# Deep Detractor Detection

Solve the binary classification problem of deciding whether a customer is a deep detractor. 
A deep detractor is someone who replied with a recommendation score of 2 or less in an NPS survey.

We work on a ground truth graph, i.e. a signal was observed for all nodes. 
We sample a small subset of the observed signal and try to reconstruct the signal on the entire graph.
Then we compute precision-recall curves with the reconstructed signal.
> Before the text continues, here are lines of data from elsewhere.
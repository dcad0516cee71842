//! Content, playlist, rotation and prayer-schedule records.

use std::collections::{BTreeMap, HashSet};
use std::time::Duration;

use chrono::{NaiveDate, NaiveTime};
use serde::{Deserialize, Serialize};

/// Shortest per-item dwell a content record may request, in seconds.
pub const MIN_DWELL_SECS: u64 = 5;
/// Longest per-item dwell a content record may request, in seconds.
pub const MAX_DWELL_SECS: u64 = 300;

/// A piece of display content as delivered by the content service.
///
/// Read-only from the display's point of view; records are built by
/// [`crate::validation`] and never mutated afterwards.
#[derive(Debug, Clone, PartialEq, Serialize, Deserialize)]
pub struct ContentItem {
    /// Opaque identifier.
    pub id: String,
    /// Human title.
    pub title: String,
    /// Image URL or video reference. Empty for text-only announcements.
    #[serde(default)]
    pub media_ref: String,
    /// Sponsorship amount (MYR). Display-only; never affects order or dwell.
    #[serde(default)]
    pub sponsorship_amount: f64,
    /// Only active items are eligible for rotation.
    pub is_active: bool,
    /// Position in the carousel (ascending).
    pub display_order: i64,
    /// Per-item carousel duration, already clamped to
    /// [`MIN_DWELL_SECS`]..=[`MAX_DWELL_SECS`].
    #[serde(default)]
    pub dwell_secs: Option<u64>,
    /// First day the item may be shown.
    #[serde(default)]
    pub start_date: Option<NaiveDate>,
    /// Last day the item may be shown.
    #[serde(default)]
    pub end_date: Option<NaiveDate>,
}

impl ContentItem {
    /// Active item with no media, sponsorship, dwell override or schedule window.
    pub fn new(id: impl Into<String>, title: impl Into<String>, display_order: i64) -> Self {
        Self {
            id: id.into(),
            title: title.into(),
            media_ref: String::new(),
            sponsorship_amount: 0.0,
            is_active: true,
            display_order,
            dwell_secs: None,
            start_date: None,
            end_date: None,
        }
    }

    /// The item's own dwell time, if it overrides the display default.
    pub fn dwell_override(&self) -> Option<Duration> {
        self.dwell_secs.map(Duration::from_secs)
    }

    /// True when `day` falls inside the item's schedule window (bounds inclusive).
    pub fn is_scheduled_on(&self, day: NaiveDate) -> bool {
        let started = self.start_date.map_or(true, |s| s <= day);
        let not_ended = self.end_date.map_or(true, |e| day <= e);
        started && not_ended
    }

    /// Badge shown next to sponsored content.
    pub fn sponsorship_tier(&self) -> Option<SponsorshipTier> {
        SponsorshipTier::from_amount(self.sponsorship_amount)
    }
}

/// Sponsorship badge tiers (thresholds in MYR).
#[derive(Debug, Clone, Copy, Serialize, Deserialize, PartialEq, Eq, PartialOrd, Ord)]
#[serde(rename_all = "snake_case")]
pub enum SponsorshipTier {
    /// 50 and up.
    Bronze,
    /// 200 and up.
    Silver,
    /// 500 and up.
    Gold,
    /// 1000 and up.
    Platinum,
}

impl SponsorshipTier {
    /// Tier for an amount; `None` below the bronze threshold.
    pub fn from_amount(amount: f64) -> Option<Self> {
        match amount {
            a if a >= 1000.0 => Some(Self::Platinum),
            a if a >= 500.0 => Some(Self::Gold),
            a if a >= 200.0 => Some(Self::Silver),
            a if a >= 50.0 => Some(Self::Bronze),
            _ => None,
        }
    }
}

/// Ordered, deduplicated sequence of active content used for rotation.
///
/// Built wholesale from a fetch snapshot and never mutated in place.
#[derive(Debug, Clone, Default, PartialEq, Serialize)]
pub struct Playlist {
    items: Vec<ContentItem>,
}

impl Playlist {
    /// Playlist with no items.
    pub fn empty() -> Self {
        Self::default()
    }

    /// Keeps active items, drops duplicate ids (first occurrence wins) and
    /// sorts by `display_order`, then `id`.
    pub fn from_items<I>(items: I) -> Self
    where
        I: IntoIterator<Item = ContentItem>,
    {
        let mut seen = HashSet::new();
        let mut items: Vec<ContentItem> = items
            .into_iter()
            .filter(|item| item.is_active)
            .filter(|item| {
                let first = seen.insert(item.id.clone());
                if !first {
                    tracing::debug!(id = %item.id, "dropping duplicate content id");
                }
                first
            })
            .collect();
        items.sort_by(|a, b| {
            a.display_order
                .cmp(&b.display_order)
                .then_with(|| a.id.cmp(&b.id))
        });
        Self { items }
    }

    /// Like [`Playlist::from_items`], additionally dropping items whose
    /// schedule window excludes `day`.
    pub fn scheduled_on<I>(items: I, day: NaiveDate) -> Self
    where
        I: IntoIterator<Item = ContentItem>,
    {
        Self::from_items(items.into_iter().filter(|item| item.is_scheduled_on(day)))
    }

    /// Number of items.
    pub fn len(&self) -> usize {
        self.items.len()
    }

    /// True when there is nothing to rotate.
    pub fn is_empty(&self) -> bool {
        self.items.is_empty()
    }

    /// Item at `index`.
    pub fn get(&self, index: usize) -> Option<&ContentItem> {
        self.items.get(index)
    }

    /// Items in rotation order.
    pub fn items(&self) -> &[ContentItem] {
        &self.items
    }

    /// Item ids in playlist order.
    pub fn ids(&self) -> impl Iterator<Item = &str> {
        self.items.iter().map(|item| item.id.as_str())
    }

    /// True when both playlists hold the same ids in the same order,
    /// regardless of other field changes.
    pub fn same_ids(&self, other: &Playlist) -> bool {
        self.ids().eq(other.ids())
    }

    /// True when an item with `id` is in the playlist.
    pub fn contains(&self, id: &str) -> bool {
        self.ids().any(|existing| existing == id)
    }
}

/// Rotation position, owned by [`crate::rotation::RotationEngine`].
#[derive(Debug, Clone, Copy, Default, PartialEq, Eq, Serialize, Deserialize)]
pub struct RotationState {
    /// Valid only for the playlist carrying `playlist_version`.
    pub current_index: usize,
    /// Bumped every time the engine's playlist identity changes.
    pub playlist_version: u64,
    /// Ticks are dropped while set.
    pub is_paused: bool,
}

/// Prayer times for one zone and day. Replaced wholesale on refresh.
#[derive(Debug, Clone, PartialEq, Eq, Serialize, Deserialize)]
pub struct PrayerSchedule {
    /// JAKIM zone code, e.g. `SGR01`.
    pub zone_id: String,
    /// Day the times apply to.
    pub date: NaiveDate,
    /// Prayer name (e.g. `subuh`, `zohor`) to local time of day.
    pub times: BTreeMap<String, NaiveTime>,
}

impl PrayerSchedule {
    /// Entries sorted by time of day, ties by name.
    pub fn chronological(&self) -> Vec<(&str, NaiveTime)> {
        let mut entries: Vec<(&str, NaiveTime)> = self
            .times
            .iter()
            .map(|(name, time)| (name.as_str(), *time))
            .collect();
        entries.sort_by(|a, b| a.1.cmp(&b.1).then_with(|| a.0.cmp(b.0)));
        entries
    }
}

/// Lifecycle state of a display controller.
#[derive(Debug, Clone, Copy, Serialize, Deserialize, PartialEq, Eq)]
#[serde(rename_all = "snake_case")]
pub enum DisplayState {
    /// Constructed, not yet mounted.
    Idle,
    /// Mounted, waiting for the first content fetch.
    Loading,
    /// Rotating a playlist (possibly empty).
    Displaying,
    /// The initial or a post-error content fetch failed.
    Error,
    /// Torn down; no further state changes.
    Unmounted,
}
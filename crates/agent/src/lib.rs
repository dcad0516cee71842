#![forbid(unsafe_code)]

//! Display agent: fetches content and prayer schedules, drives the rotation
//! and prayer overlay from a single event loop, and reports what to render.

pub mod config;
pub mod controller;
pub mod overlay;
pub mod repository;
pub mod runtime;
pub mod sink;

pub use controller::DisplayController;
pub use repository::{ContentRepository, StatusReporter};
pub use runtime::{DisplayRuntime, MountedDisplay};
We consider the performance for increasing sample size.
The execution for a single sample size can be done with `deep_detractor_detection.py`.

## Setup

In [None]:
import sys
PROJECT_PATH = "/home/christopher_orlowicz1_vodafone_c/gershgorin"
sys.path.append(PROJECT_PATH)
%load_ext autoreload
%autoreload 2

In [None]:
%cd $PROJECT_PATH

In [None]:
#!pip install -q -r requirements.txt
#!pip install --force-reinstall faiss-gpu

In [None]:
import math
import time
from tqdm import tqdm

from google.cloud import bigquery
import matplotlib.pyplot as plt
%config InlineBackend.figure_format = "retina"
import networkx as nx
import numpy as np
import pandas as pd
import pandas_gbq
import scipy
from scipy import sparse
from sklearn.neighbors import kneighbors_graph

import numpy as np
import pandas as pd
from sklearn import metrics

import src.utils.plotting as plt_util
from src.gershgorin.bs_gda import bs_gda
from src.graph.graph import Graph
from src.gsp import reconstruction
from src.utils import data_handler
from src.utils.yaml_reader import YamlReader

## Config

In [None]:
# specify directory from which to load the data
DIR = "out/customer_analytics/2023-01"
size = "1000"
# load graph
adj_matrix = sparse.load_npz(f"{DIR}/graph/knn/{size}/adj_matrix.npz")
graph = Graph(adj_matrix)
# load signal
s = np.load(f"{DIR}/signal/{size}/nps.npy").flatten()

In [None]:
# sampling configuration
sampling_budgets = np.linspace(100, 900, 9).astype(int)
config = {
      "mu": 0.01,  # regularization strength of smoothness prior
      "eps": 1e-5,  # precision
      "p_hops": 3,  # number of hops to take in the node neighborhood
      "parallel": True  # whether to parallelize the algorithm where possible
}

## Run classification

In [None]:
def is_deep_detractor(s: np.ndarray) -> np.ndarray:
    """
    Checks which customers are deep detractors.
    A deep detractor is defined as someone who gave a recommendation score <= 2.
    :param s: NPS signal vector
    :return: boolean array
    """
    return s <= 2

In [None]:
def plot_precision_recall_curve(precision_vals: np.ndarray, recall_vals: np.ndarray, label: str):
    """
    Draws a precision-recall curve.
    :param precision_vals: Precision values such that element i is the precision of predictions with score >= thresholds[i] and the last element is 1.
    :param recall_vals: Decreasing recall values such that element i is the recall of predictions with score >= thresholds[i] and the last element is 0.
    :param label: label of the curve
    """
    plt.plot(recall_vals, precision_vals, label=k)
    plt.xlabel("Recall")
    plt.ylabel("Precision")

In [None]:
plt.figure(figsize=(6,4))
plt.title("Precision-recall curve\nfor the detection of deep detractors")

reconstructions = list()
for k in tqdm(sampling_budgets):
    print("Selecting sampling set...")
    sampling_set, _ = bs_gda(graph, k, **config)
    
    print("Reconstructing signal...")
    s_rec = reconstruction.reconstruct_signal(graph.laplacian(), sampling_set, s[sampling_set])
    reconstructions.append(s_rec)
    
    print("Detecting deep detractors...")
    y_true = is_deep_detractor(s)
    # invert score to stick to scikit-learn convention which uses y_score >= thresh instead of y_score <= thresh
    y_score = 1 / (s_rec + 1e-8)
    precision_vals, recall_vals, thresholds = metrics.precision_recall_curve(y_true, y_score, pos_label=1)
    plot_precision_recall_curve(precision_vals, recall_vals, label=f"{k}")
    
plt.legend(title="Sample size $k$", loc='center left', bbox_to_anchor=(1, 0.5))
plt.savefig("out/dd_detection_increasing_sample_size.pdf")